* [Your objective]
Only the lines from the beginning of the data below through the line containing "let username = fields.next()?;" belong in the response, each copied exactly.

* [Data under study]

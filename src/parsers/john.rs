//! `john --show` report

use crate::models::CrackedCredential;

/// Cracked `username:password` pairs
///
/// Re-running against the same report yields the same records, so status can
/// be polled at any time.
pub fn parse_cracked(output: &str) -> Vec<CrackedCredential> {
    output
        .lines()
        .filter(|line| line.contains(':') && !line.starts_with('#'))
        .filter_map(|line| {
            let mut fields = line.split(':');
            let username = fields.next()?;
            let password = fields.next()?;
            Some(CrackedCredential {
                username: username.to_string(),
                password: password.to_string(),
            })
        })
        .collect()
}
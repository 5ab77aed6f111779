//! Recon Orchestrator Library
//!
//! Runs a fixed set of network reconnaissance tools (`ifconfig`,
//! `netdiscover`, `nmap`, `msfconsole`, `john`) on behalf of a caller and
//! turns their text or XML output into typed records.
//!
//! Every caller-supplied value passes the sanitizer in [`tools`] before it can
//! reach an argument vector or resource script, and every invocation runs
//! under an explicit lifecycle policy. [`services::Toolkit`] is the entry
//! point; [`server`] exposes it over HTTP.

pub mod config;
pub mod error;
pub mod logging;
pub mod metrics;
pub mod models;
pub mod parsers;
pub mod registry;
pub mod server;
pub mod services;
pub mod tools;

pub use config::Config;
pub use error::{ToolError, ValidationError, ValidationFailure};
pub use services::Toolkit;
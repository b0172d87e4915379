//! In-memory mock implementation of GraphStore for testing.
//!
//! Keeps stops and connections in `tokio::sync::RwLock<Vec<_>>` collections
//! and mirrors the Cypher semantics the real client relies on: `DETACH
//! DELETE` empties both collections and relationship creation fails when an
//! endpoint is missing. Conditionally compiled with `#[cfg(test)]`.

use crate::neo4j::models::*;
use crate::neo4j::traits::GraphStore;
use anyhow::{anyhow, bail, Result};
use async_trait::async_trait;
use std::sync::atomic::{AtomicBool, AtomicUsize, Ordering};
use tokio::sync::RwLock;

/// In-memory mock implementation of GraphStore for testing.
pub struct MockGraphStore {
    pub bus_stops: RwLock<Vec<BusStop>>,
    pub connections: RwLock<Vec<Connection>>,

    /// When set, every read fails as if the database were unreachable
    pub fail_reads: AtomicBool,
    /// When set, every write fails as if the database were unreachable
    pub fail_writes: AtomicBool,
    /// Number of writes accepted before writes start failing
    pub write_budget: Option<usize>,
    /// Writes attempted so far (successful or not)
    pub writes: AtomicUsize,
}

impl MockGraphStore {
    /// Create a new empty MockGraphStore.
    pub fn new() -> Self {
        Self {
            bus_stops: RwLock::new(Vec::new()),
            connections: RwLock::new(Vec::new()),
            fail_reads: AtomicBool::new(false),
            fail_writes: AtomicBool::new(false),
            write_budget: None,
            writes: AtomicUsize::new(0),
        }
    }

    /// A store whose reads and writes all fail
    pub fn unreachable() -> Self {
        let store = Self::new();
        store.fail_reads.store(true, Ordering::SeqCst);
        store.fail_writes.store(true, Ordering::SeqCst);
        store
    }

    /// A store that accepts `budget` writes and fails every write after that
    pub fn with_write_budget(budget: usize) -> Self {
        Self {
            write_budget: Some(budget),
            ..Self::new()
        }
    }

    /// Pre-populate the store, bypassing write accounting
    pub async fn with_graph(self, stops: Vec<BusStop>, connections: Vec<Connection>) -> Self {
        *self.bus_stops.write().await = stops;
        *self.connections.write().await = connections;
        self
    }

    fn check_read(&self) -> Result<()> {
        if self.fail_reads.load(Ordering::SeqCst) {
            bail!("Neo4j connection refused: mock store is unreachable");
        }
        Ok(())
    }

    fn check_write(&self) -> Result<()> {
        let attempted = self.writes.fetch_add(1, Ordering::SeqCst);
        if self.fail_writes.load(Ordering::SeqCst) {
            bail!("Neo4j connection refused: mock store is unreachable");
        }
        if let Some(budget) = self.write_budget {
            if attempted >= budget {
                bail!("Mock write budget of {} exhausted", budget);
            }
        }
        Ok(())
    }
}

impl Default for MockGraphStore {
    fn default() -> Self {
        Self::new()
    }
}

#[async_trait]
impl GraphStore for MockGraphStore {
    async fn clear_graph(&self) -> Result<()> {
        self.check_write()?;
        // Lock order matches get_graph_snapshot
        let mut stops = self.bus_stops.write().await;
        let mut connections = self.connections.write().await;
        stops.clear();
        connections.clear();
        Ok(())
    }

    async fn create_bus_stop(&self, stop: &BusStop) -> Result<()> {
        self.check_write()?;
        let mut stops = self.bus_stops.write().await;
        if stops.iter().any(|s| s.name == stop.name) {
            // Mirrors the uniqueness constraint on BusStop.name
            bail!("BusStop with name '{}' already exists", stop.name);
        }
        stops.push(stop.clone());
        Ok(())
    }

    async fn create_connection(&self, connection: &Connection) -> Result<()> {
        self.check_write()?;
        let stops = self.bus_stops.read().await;
        let has = |name: &str| stops.iter().any(|s| s.name == name);
        if !has(connection.from.as_str()) || !has(connection.to.as_str()) {
            return Err(anyhow!(
                "Connection {} -> {} references a missing bus stop",
                connection.from,
                connection.to
            ));
        }
        self.connections.write().await.push(connection.clone());
        Ok(())
    }

    async fn list_bus_stops(&self) -> Result<Vec<BusStop>> {
        self.check_read()?;
        Ok(self.bus_stops.read().await.clone())
    }

    async fn list_connections(&self) -> Result<Vec<Connection>> {
        self.check_read()?;
        Ok(self.connections.read().await.clone())
    }

    async fn get_graph_snapshot(&self) -> Result<GraphSnapshot> {
        self.check_read()?;
        // Both guards held together, like the single read transaction
        let stops = self.bus_stops.read().await;
        let connections = self.connections.read().await;
        Ok(GraphSnapshot {
            bus_stops: stops.clone(),
            connections: connections.clone(),
        })
    }

    async fn health_check(&self) -> Result<bool> {
        Ok(!self.fail_reads.load(Ordering::SeqCst))
    }
}

#[cfg(test)]
mod tests {
    use super::*;

    #[tokio::test]
    async fn test_connection_requires_both_endpoints() {
        let store = MockGraphStore::new();
        store.create_bus_stop(&BusStop::new("A")).await.unwrap();

        let err = store
            .create_connection(&Connection::new("A", "Z", 1.0))
            .await
            .unwrap_err();
        assert!(err.to_string().contains("missing bus stop"));
        assert!(store.connections.read().await.is_empty());
    }

    #[tokio::test]
    async fn test_clear_graph_removes_everything() {
        let store = MockGraphStore::new()
            .with_graph(
                vec![BusStop::new("X"), BusStop::new("Y")],
                vec![Connection::new("X", "Y", 3.5)],
            )
            .await;

        store.clear_graph().await.unwrap();
        let snapshot = store.get_graph_snapshot().await.unwrap();
        assert!(snapshot.is_empty());
    }

    #[tokio::test]
    async fn test_write_budget() {
        let store = MockGraphStore::with_write_budget(1);
        store.create_bus_stop(&BusStop::new("A")).await.unwrap();
        assert!(store.create_bus_stop(&BusStop::new("B")).await.is_err());
        assert_eq!(store.writes.load(Ordering::SeqCst), 2);
    }

    #[tokio::test]
    async fn test_unreachable_store() {
        let store = MockGraphStore::unreachable();
        assert!(store.get_graph_snapshot().await.is_err());
        assert!(store.clear_graph().await.is_err());
        assert!(!store.health_check().await.unwrap());
    }
}
//! API request handlers

use crate::neo4j::models::GraphSnapshot;
use crate::neo4j::GraphStore;
use axum::{extract::State, http::StatusCode, response::IntoResponse, Json};
use serde::Serialize;
use std::sync::Arc;

/// Shared server state
pub struct ServerState {
    /// Store handle injected at startup and shared by every request
    pub store: Arc<dyn GraphStore>,
}

/// Shared API state
pub type ApiState = Arc<ServerState>;

impl ServerState {
    pub fn new(store: Arc<dyn GraphStore>) -> ApiState {
        Arc::new(Self { store })
    }
}

// ============================================================================
// Health check
// ============================================================================

/// Health check response
#[derive(Serialize)]
pub struct HealthResponse {
    pub status: String,
    pub version: String,
    pub neo4j: String,
}

/// Health check handler. Verifies actual connectivity to Neo4j.
///
/// Returns:
/// - 200 + `"ok"` if Neo4j answers
/// - 503 + `"unhealthy"` otherwise
pub async fn health(State(state): State<ApiState>) -> (StatusCode, Json<HealthResponse>) {
    let neo4j_ok = state.store.health_check().await.unwrap_or(false);

    let (http_status, status) = if neo4j_ok {
        (StatusCode::OK, "ok")
    } else {
        (StatusCode::SERVICE_UNAVAILABLE, "unhealthy")
    };

    (
        http_status,
        Json(HealthResponse {
            status: status.to_string(),
            version: env!("CARGO_PKG_VERSION").to_string(),
            neo4j: if neo4j_ok {
                "connected".to_string()
            } else {
                "disconnected".to_string()
            },
        }),
    )
}

// ============================================================================
// Graph
// ============================================================================

/// Project the current stops and connections.
///
/// Runs a fresh projection on every request; nothing is cached.
pub async fn get_graph(State(state): State<ApiState>) -> Result<Json<GraphSnapshot>, AppError> {
    let snapshot = state.store.get_graph_snapshot().await.map_err(|e| {
        tracing::error!("Graph projection failed: {:#}", e);
        AppError::Internal(e)
    })?;

    tracing::debug!(
        "Projected {} bus stops and {} connections",
        snapshot.bus_stops.len(),
        snapshot.connections.len()
    );

    Ok(Json(snapshot))
}

// ============================================================================
// Error handling
// ============================================================================

/// Application error type.
///
/// Rendered as a plain-text body so the browser console shows the raw
/// store error.
#[derive(Debug)]
pub enum AppError {
    Internal(anyhow::Error),
}

impl IntoResponse for AppError {
    fn into_response(self) -> axum::response::Response {
        let (status, message) = match self {
            AppError::Internal(e) => (StatusCode::INTERNAL_SERVER_ERROR, format!("{:#}", e)),
        };

        (status, message).into_response()
    }
}

impl From<anyhow::Error> for AppError {
    fn from(err: anyhow::Error) -> Self {
        AppError::Internal(err)
    }
}
//! Neo4j client and models for the bus stop graph

pub mod client;
mod impl_graph_store;
pub mod models;
pub mod traits;

pub use client::Neo4jClient;
pub use models::*;
pub use traits::GraphStore;

#[cfg(test)]
pub(crate) mod mock;
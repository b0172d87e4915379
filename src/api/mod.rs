//! HTTP API for the bus stop graph

pub mod handlers;
pub mod page;
pub mod routes;

pub use handlers::{ApiState, ServerState};
pub use routes::create_router;
//! Configuration loading and validation

mod schema;

pub use schema::*;

use anyhow::{Context, Result};
use std::path::Path;

/// Load configuration from a YAML file
pub fn load_config(path: &Path) -> Result<LockrainConfig> {
    let contents = std::fs::read_to_string(path)
        .with_context(|| format!("failed to read config file {:?}", path))?;
    let config: LockrainConfig = serde_yaml::from_str(&contents)
        .with_context(|| format!("failed to parse config file {:?}", path))?;
    config.validate()?;
    Ok(config)
}

#[cfg(test)]
mod tests {
    use super::*;
    use std::io::Write;
    use tempfile::NamedTempFile;

    #[test]
    fn test_load_minimal_config() {
        let yaml = r#"
scene:
  number_of_lines: 8
  numbers_per_line: 5

render:
  fps: 24
"#;
        let mut file = NamedTempFile::new().unwrap();
        file.write_all(yaml.as_bytes()).unwrap();

        let config = load_config(file.path()).unwrap();
        assert_eq!(config.scene.number_of_lines, 8);
        assert_eq!(config.scene.numbers_per_line, 5);
        assert_eq!(config.render.fps, 24);
        // Untouched sections come back with defaults
        assert_eq!(config.camera.distance, 70.0);
    }

    #[test]
    fn test_load_rejects_invalid_values() {
        let yaml = "scene:\n  number_of_lines: 0\n";
        let mut file = NamedTempFile::new().unwrap();
        file.write_all(yaml.as_bytes()).unwrap();

        assert!(load_config(file.path()).is_err());
    }

    #[test]
    fn test_load_missing_file() {
        let result = load_config(Path::new("/no/such/lockrain.yaml"));
        assert!(result.is_err());
    }
}
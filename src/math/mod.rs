//! Small 3D math toolkit
//!
//! Just the vector operations the scene needs. Everything is `f64`,
//! matching the precision used elsewhere in the crate.

use std::ops::{Add, Mul, Neg, Sub};

/// A point or direction in 3D space
#[derive(Debug, Clone, Copy, PartialEq, Default)]
pub struct Vec3 {
    pub x: f64,
    pub y: f64,
    pub z: f64,
}

impl Vec3 {
    pub const ZERO: Vec3 = Vec3 { x: 0.0, y: 0.0, z: 0.0 };

    /// Create a vector from components
    pub fn new(x: f64, y: f64, z: f64) -> Self {
        Self { x, y, z }
    }

    /// Dot product
    pub fn dot(self, other: Vec3) -> f64 {
        self.x * other.x + self.y * other.y + self.z * other.z
    }

    /// Cross product (right-handed)
    pub fn cross(self, other: Vec3) -> Vec3 {
        Vec3 {
            x: self.y * other.z - self.z * other.y,
            y: self.z * other.x - self.x * other.z,
            z: self.x * other.y - self.y * other.x,
        }
    }

    /// Euclidean length
    pub fn length(self) -> f64 {
        self.dot(self).sqrt()
    }

    /// Unit vector in the same direction; zero vectors are returned unchanged
    pub fn normalized(self) -> Vec3 {
        let len = self.length();
        if len < f64::EPSILON {
            self
        } else {
            self * (1.0 / len)
        }
    }

    /// Rotate around the world Y axis by `angle` radians
    pub fn rotate_y(self, angle: f64) -> Vec3 {
        let (sin, cos) = angle.sin_cos();
        Vec3 {
            x: self.x * cos + self.z * sin,
            y: self.y,
            z: -self.x * sin + self.z * cos,
        }
    }
}

impl Add for Vec3 {
    type Output = Vec3;

    fn add(self, other: Vec3) -> Vec3 {
        Vec3::new(self.x + other.x, self.y + other.y, self.z + other.z)
    }
}

impl Sub for Vec3 {
    type Output = Vec3;

    fn sub(self, other: Vec3) -> Vec3 {
        Vec3::new(self.x - other.x, self.y - other.y, self.z - other.z)
    }
}

impl Mul<f64> for Vec3 {
    type Output = Vec3;

    fn mul(self, scalar: f64) -> Vec3 {
        Vec3::new(self.x * scalar, self.y * scalar, self.z * scalar)
    }
}

impl Neg for Vec3 {
    type Output = Vec3;

    fn neg(self) -> Vec3 {
        Vec3::new(-self.x, -self.y, -self.z)
    }
}

#[cfg(test)]
mod tests {
    use super::*;
    use std::f64::consts::PI;

    fn close(a: Vec3, b: Vec3) -> bool {
        (a - b).length() < 1e-9
    }

    #[test]
    fn test_dot_and_cross() {
        let x = Vec3::new(1.0, 0.0, 0.0);
        let y = Vec3::new(0.0, 1.0, 0.0);

        assert_eq!(x.dot(y), 0.0);
        assert!(close(x.cross(y), Vec3::new(0.0, 0.0, 1.0)));
    }

    #[test]
    fn test_length_and_normalize() {
        let v = Vec3::new(3.0, 0.0, 4.0);
        assert_eq!(v.length(), 5.0);
        assert!((v.normalized().length() - 1.0).abs() < 1e-12);

        // Zero vector stays zero instead of producing NaN
        assert_eq!(Vec3::ZERO.normalized(), Vec3::ZERO);
    }

    #[test]
    fn test_rotate_y_quarter_turn() {
        let v = Vec3::new(1.0, 2.0, 0.0);
        let r = v.rotate_y(PI / 2.0);

        // +X rotates toward -Z, Y untouched
        assert!(close(r, Vec3::new(0.0, 2.0, -1.0)));
    }

    #[test]
    fn test_rotate_y_full_turn() {
        let v = Vec3::new(0.3, -1.0, 7.5);
        assert!(close(v.rotate_y(2.0 * PI), v));
    }

    #[test]
    fn test_operators() {
        let a = Vec3::new(1.0, 2.0, 3.0);
        let b = Vec3::new(4.0, 5.0, 6.0);

        assert_eq!(a + b, Vec3::new(5.0, 7.0, 9.0));
        assert_eq!(b - a, Vec3::new(3.0, 3.0, 3.0));
        assert_eq!(a * 2.0, Vec3::new(2.0, 4.0, 6.0));
        assert_eq!(-a, Vec3::new(-1.0, -2.0, -3.0));
    }
}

* [Response to this exercise]
filename src/parsers/john.rs
//! `john --show` report

use crate::models::CrackedCredential;

/// Cracked `username:password` pairs
///
/// Re-running against the same report yields the same records, so status can
/// be polled at any time.
pub fn parse_cracked(output: &str) -> Vec<CrackedCredential> {
    output
        .lines()
        .filter(|line| line.contains(':') && !line.starts_with('#'))
        .filter_map(|line| {
            let mut fields = line.split(':');
            let username = fields.next()?;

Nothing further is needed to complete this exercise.